Chemical industries recently discovered that a large amount of profit becomes eroded due to unplanned shutdowns of the plant. Due to spurious trips of equipment much potential profit is lost. One major ingredients of profit maximization is to increase plant reliability and running hours. Plant shutdown can be avoided by building a robust fault diagnosis system that will detect and alert the operator about any potential event that can lead to plant disturbance and eventually plant shutdown before it starts happening. How a robust fault diagnosis system can be made by PCA and ANN that can be implemented in industry is discussed in detail in this chapter with industrial case studies. Different aspects of enhancement of plant reliability by an advance monitoring and fault diagnosis system is the main focus of the chapter.

Often distillation columns cause a bottleneck to increase plant capacity. It is very important to understand the operation and capacity limits of distillation columns in commercial plants.
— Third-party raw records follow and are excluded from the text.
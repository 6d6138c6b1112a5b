pub const COLUMN_WIDTH: usize = 12;
const SEPARATOR: &str = " | ";

/// Greedy word wrap. Words longer than `width` are split across lines.
pub fn wrap(text: &str, width: usize) -> Vec<String> {
    let mut lines = Vec::new();
    let mut line = String::new();
    for word in text.split_whitespace() {
        let mut word: Vec<char> = word.chars().collect();
        while word.len() > width {
            if !line.is_empty() {
                lines.push(std::mem::take(&mut line));
            }
            lines.push(word.drain(..width).collect());
        }
        let word: String = word.into_iter().collect();
        if word.is_empty() {
            continue;
        }
        if line.is_empty() {
            line = word;
        } else if line.chars().count() + 1 + word.chars().count() <= width {
            line.push(' ');
            line.push_str(&word);
        } else {
            lines.push(std::mem::replace(&mut line, word));
        }
    }
    if !line.is_empty() {
        lines.push(line);
    }
    lines
}

fn add_thousands_separator(digits: &str) -> String {
    let chars: Vec<char> = digits.chars().rev().collect();
    chars
        .chunks(3)
        .map(|chunk| chunk.iter().collect::<String>())
        .collect::<Vec<String>>()
        .join(",")
        .chars()
        .rev()
        .collect()
}

/// Whole-unit amount with thousands separators, e.g. `-1,234,568`.
pub fn format_amount(amount: f64) -> String {
    let s = format!("{:.0}", amount);
    match s.strip_prefix('-') {
        Some(digits) => format!("-{}", add_thousands_separator(digits)),
        None if amount.is_finite() => add_thousands_separator(&s),
        None => s,
    }
}

/// A fraction as a percentage with up to four decimals, e.g. `30.0%`.
pub fn format_percent(fraction: f64) -> String {
    let s = format!("{:.4}", fraction * 100.);
    if !s.contains('.') {
        return format!("{}%", s);
    }
    let trimmed = s.trim_end_matches('0');
    if trimmed.ends_with('.') {
        format!("{}0%", trimmed)
    } else {
        format!("{}%", trimmed)
    }
}

/// Renders `columns` under `titles` as a fixed-width, pipe-delimited table.
///
/// Titles wrap onto as many header lines as the longest one needs. Rows stop
/// at the shortest column.
pub fn format_table(titles: &[&str], columns: &[Vec<f64>]) -> String {
    let wrapped: Vec<Vec<String>> = titles.iter().map(|t| wrap(t, COLUMN_WIDTH)).collect();
    let header_lines = wrapped.iter().map(Vec::len).max().unwrap_or(0);

    let mut lines: Vec<String> = (0..header_lines)
        .map(|i| {
            wrapped
                .iter()
                .map(|title| {
                    let part = title.get(i).map(String::as_str).unwrap_or("");
                    format!("{:<width$}", part, width = COLUMN_WIDTH)
                })
                .collect::<Vec<String>>()
                .join(SEPARATOR)
        })
        .collect();

    let rule = "=".repeat(lines.last().map(|l| l.chars().count()).unwrap_or(0));
    lines.insert(0, rule.clone());
    lines.push(rule);

    let row_count = columns.iter().map(Vec::len).min().unwrap_or(0);
    for row in 0..row_count {
        lines.push(
            columns
                .iter()
                .map(|column| format!("{:>width$}", format_amount(column[row]), width = COLUMN_WIDTH))
                .collect::<Vec<String>>()
                .join(SEPARATOR),
        );
    }
    lines.join("\n")
}

pub fn format_summary(house_price: f64, downpayment: f64, fraction: f64, payment: f64) -> String {
    format!(
        "House price: {}\nDownpayment: {} ({})\nMonthly payment: {}",
        format_amount(house_price),
        format_amount(downpayment),
        format_percent(fraction),
        format_amount(payment)
    )
}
Chapter 11enlightens the reader about how to evaluate a feasible operating window by using a capacity diagram. Calculations based on the capacity diagram and the effect of different design and operating variables on the capacity diagram are explained in detail with example calculations. This chapter enlightens the reader about operating profile assessment, tower rating assessment, tower efficiency assessment, and hydraulic performance evaluations of running distillation columns. It also provides practical guidelines regarding what to look for in distillation column optimization in an industrial context and explains the whole concept with real‐life case studies.

Due to intense competition among chemical industries across the globe, it is now absolutely necessary to minimize the cost of equipment during the design phase. Equipment costs consist of the initial capital cost of the equipment and the operating costs of the equipment. Due to the availability of a faster computer, it is now feasible to design one million different design configurations for any equipment. It is important to choose the lowest cost equipment among those one million options, but one that also obeys all of the constraints of operation, safety, maintainability, etc. Hence, to survive in today's cut‐throat competition, it is necessary to put the minimization of equipment cost as the main design target and an optimization algorithm is required to search all feasible design configurations to arrive at a minimum cost design quickly. This gives rise to a new design methodology of process equipment. Earlier traditional design methodology, where cost is not considered as a design target during the design phase, no longer produces a competitive design. In this chapter, a new design methodology of a plate‐type distillation column is considered as a case study to show the essence of the new design methodology. This chapter evolves a strategy to optimize various tray geometric parameters, like tray diameter, hole diameter, fractional whole area, downcomer width, etc., and also decides on the optimum feed tray location based on the overall cost minimization concept by particle swarm optimization techniques.